The paper found that places particularly dependent on manufacturing in 2000 suffered disproportionate, long-lasting employment losses in the following years. Those include parts of Georgia, Indiana, western Kentucky, Michigan, Minnesota, North Carolina, Ohio, Pennsylvania, South Carolina, Tennessee, West Virginia and Wisconsin.

Communities in which the manufacturing base shrank saw lower employment rates for working-age women and particularly men, the authors found using Census data.

Using data from the Centers for Disease Control and Prevention and the drug-testing company Quest Diagnostics, they found that opioid use and overdoses went up in those communities.

In theory, job losses in any one sector should be replaced by job gains in other industries. But the paper suggested manufacturing losses may be different, and offered some evidence that low-skilled manufacturing workers aren’t able to quickly get the skills needed to find jobs elsewhere, and also don’t tend to move out of the area for jobs elsewhere.
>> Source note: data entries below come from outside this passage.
/// Where the exchange is.
///
/// States are ordered in the sequence a request normally passes through them.
#[derive(Debug, Clone, Copy, PartialEq, Eq, PartialOrd, Ord, Hash)]
pub enum State {
    /// Start of a request, the buffer is reset.
    Setup,
    /// Prepare to read the start of a request.
    Input,
    /// Waiting for the caller to read from the transport.
    InputRead,
    /// Look at the first byte of the method.
    RequestLine,
    /// Verify the method token and the space after it.
    RequestLineMethod,
    /// Tell PATCH, POST and PUT apart.
    RequestLineMethodP,
    /// The request target must start with `/`.
    RequestLineTarget,
    /// Scan path segments and query.
    RequestLinePath,
    /// `HTTP/x.y` and the line end.
    RequestLineVersion,
    /// A header line or the empty line ending the header block.
    ParseHeader,
    /// Header name up to `:`.
    ParseHeaderName,
    /// Header value up to the line end.
    ParseHeaderValue,
    /// Wait for a `content-length` delimited body.
    RequestBody,
    /// Decide keep-alive before the handler runs.
    Handle,
    /// Waiting for the caller to invoke the handler.
    HandleInvoke,
    /// Replace the response with an error status and no body.
    ClientError,
    /// Start serializing the response.
    Output,
    /// Status line.
    OutputStatus,
    /// One response header per step.
    OutputHeader,
    /// The empty line after the headers.
    OutputTerminator,
    /// Decide how the body goes out.
    OutputBody,
    /// Waiting for the caller to write the buffer.
    OutputBuffer,
    /// Waiting for the caller to write a fixed body.
    OutputBytes,
    /// Frame the next chunk of a streamed body.
    OutputChunk,
    /// Request done, keep the connection or close it.
    Result,
    /// Waiting for the caller to close the transport.
    ResultClose,
    /// Nothing more to do.
    Stop,
}

/// What the caller must do before stepping again.
#[derive(Debug, Clone, Copy, PartialEq, Eq)]
pub enum Step {
    /// A transition was made, step again.
    Ready,
    /// Read into [`Exchange::input_buf`].
    Read,
    /// Write out [`Exchange::output_buf`].
    Write,
    /// A request is parsed, call [`Exchange::invoke`].
    Handle,
    /// Close the transport.
    Close,
    /// The exchange is over.
    Done,
}

/// One HTTP/1.1 connection, without the connection.
pub struct Exchange {
    state: State,
    /// Where to go after the pending read or write.
    next_action: State,
    buf: ExchangeBuf,
    keep_alive: bool,
    req: RequestParts,
    res: Response,
    // request parsing
    target_start: usize,
    query_start: Option<usize>,
    header_name: Option<Header>,
    content_length: usize,
    pipelined: bool,
    // response serialization
    limit: Option<LimitWrite>,
    header_index: usize,
    chunked: Option<ChunkedWriter>,
    error: Option<Error>,
    factory: Arc<dyn HandlerFactory>,
    notes: Arc<dyn NoteSink>,
}
#![warn(missing_docs, missing_debug_implementations)]
#![warn(clippy::all)]

//! A per connection HTTP/1.1 (and 1.0) server engine over a fixed buffer.
//!
//! The library parses requests, hands them to an application [`Handler`],
//! serializes the response and decides whether the connection is kept open.
//! Which runtime to use, TCP and TLS are handled outside this library.
//!
//! The core is [`Exchange`], a state machine that owns one fixed size buffer
//! and never performs I/O itself. [`server::handshake`] and
//! [`server::handshake_async`] drive it over a blocking or an async transport.
//!
//! ## In scope
//!
//! * Request line, recognized request headers and `Content-Length` bodies,
//!   all parsed in place without copying.
//! * `Content-Length` for fixed response bodies.
//! * `Transfer-Encoding: chunked` for streamed response bodies.
//! * `Connection: keep-alive` or `close`, depending on request version and headers.
//! * Refusing malformed or too large requests with a `4xx` response.
//!
//! ## Out of scope
//!
//! * Chunked request bodies, which are refused with `501`.
//! * Pipelining. A connection receiving the next request early is closed
//!   after the current response.
//! * `Expect: 100-Continue`, upgrades, TLS.
//!
//! # Buffer
//!
//! Everything about a request (line, headers and body) must fit the buffer
//! configured with [`Options::buffer_size`]. Request values handed to the
//! handler are views into that buffer and are only valid during the handler call.

#[macro_use]
extern crate tracing;

mod buf;
mod chunked;
mod error;
mod handler;
mod header;
mod http11;
mod limit;
mod options;
mod segments;
mod telemetry;

pub mod exchange;
pub mod server;

pub(crate) use futures_io::{AsyncRead, AsyncWrite};

pub use error::{BoxError, Error};
pub use exchange::{Exchange, State, Step};
pub use handler::{handler_fn, Handler, HandlerFactory, HandlerFn, Http};
pub use header::Header;
pub use options::{Options, DEFAULT_BUFFER_SIZE, MIN_BUFFER_SIZE};
pub use segments::Segments;
pub use telemetry::{LogNotes, NoteSink};
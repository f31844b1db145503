use h1_exchange::handler_fn;
use http::StatusCode;

mod common;

use common::{serve, split_head};

/// Serves `GET <target>` and answers with every query parameter and its values.
fn query_of(target: &str) -> String {
    let factory = || {
        handler_fn(|http| {
            let params: Vec<String> = http
                .query_param_names()
                .iter()
                .map(|n| format!("{}={:?}", n, http.query_param_all(n)))
                .collect();
            http.status(StatusCode::OK);
            http.body(params.join(" "));
            Ok(())
        })
    };

    let input = format!("GET {} HTTP/1.1\r\n\r\n", target);
    let (stream, res) = serve(input.as_bytes(), 1024, factory);
    res.unwrap();

    let out = stream.output();
    let (_, body) = split_head(&out);
    String::from_utf8(body.to_vec()).unwrap()
}

#[test]
fn no_query() {
    assert_eq!(query_of("/"), "");
    assert_eq!(query_of("/?"), "");
}

#[test]
fn single_param() {
    assert_eq!(query_of("/?key=value"), r#"key=["value"]"#);
}

#[test]
fn empty_key_or_value() {
    assert_eq!(query_of("/?=value"), r#"=["value"]"#);
    assert_eq!(query_of("/?key="), r#"key=[""]"#);
    assert_eq!(query_of("/?key"), r#"key=[""]"#);
}

#[test]
fn several_params() {
    assert_eq!(query_of("/?a=1&b=2"), r#"a=["1"] b=["2"]"#);
    assert_eq!(query_of("/?a=1&&b=2&"), r#"a=["1"] b=["2"]"#);
}

#[test]
fn repeated_key_keeps_order() {
    assert_eq!(query_of("/?a=1&b&a=2"), r#"a=["1", "2"] b=[""]"#);
}

#[test]
fn params_are_decoded() {
    assert_eq!(query_of("/?k%7D=value"), r#"k}=["value"]"#);
    assert_eq!(query_of("/?%C2%BF=%C3%80"), r#"¿=["À"]"#);
    assert_eq!(query_of("/?a+b=c+d%2B"), r#"a b=["c d+"]"#);
}

#[test]
fn first_value_and_missing_param() {
    let factory = || {
        handler_fn(|http| {
            let out = format!(
                "{:?} {:?} {:?}",
                http.query_param("a"),
                http.query_param("b"),
                http.query_param("c"),
            );
            http.status(StatusCode::OK);
            http.body(out);
            Ok(())
        })
    };

    let (stream, res) = serve(b"GET /x?a=1&a=2&b HTTP/1.1\r\n\r\n", 1024, factory);
    res.unwrap();

    let out = stream.output();
    let (_, body) = split_head(&out);
    assert_eq!(body, &br#"Some("1") Some("") None"#[..]);
}

#[test]
fn path_is_decoded_raw_path_is_not() {
    let factory = || {
        handler_fn(|http| {
            let out = format!("{}|{}|{:?}", http.path(), http.raw_path(), http.segments().get(0));
            http.status(StatusCode::OK);
            http.body(out);
            Ok(())
        })
    };

    let (stream, res) = serve(b"GET /a%20b/c?q HTTP/1.1\r\n\r\n", 1024, factory);
    res.unwrap();

    let out = stream.output();
    let (_, body) = split_head(&out);
    assert_eq!(body, &br#"/a b/c|/a%20b/c|Some("a b")"#[..]);
}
The research is similar to studies that found that the “China shock” of low-cost imports from China hammered Rust Belt manufacturers in the 2000s and that many of the people who lost jobs never recovered.

Those are some of the places where President Trump beat expectations in the 2016 election and that he has sought to support with tariffs on some U.S. trading partners.

But Monday’s paper, written by Kerwin Kofi Charles, Erik Hurst, and Mariel Schwartz, also contained hints that protectionism in trade with China wouldn’t help. The paper found that manufacturing job losses had terrible long-run effects regardless of whether they were tied to trade with China, which suggests that just limiting trade with China wouldn’t affect the underlying problems in the jobs market.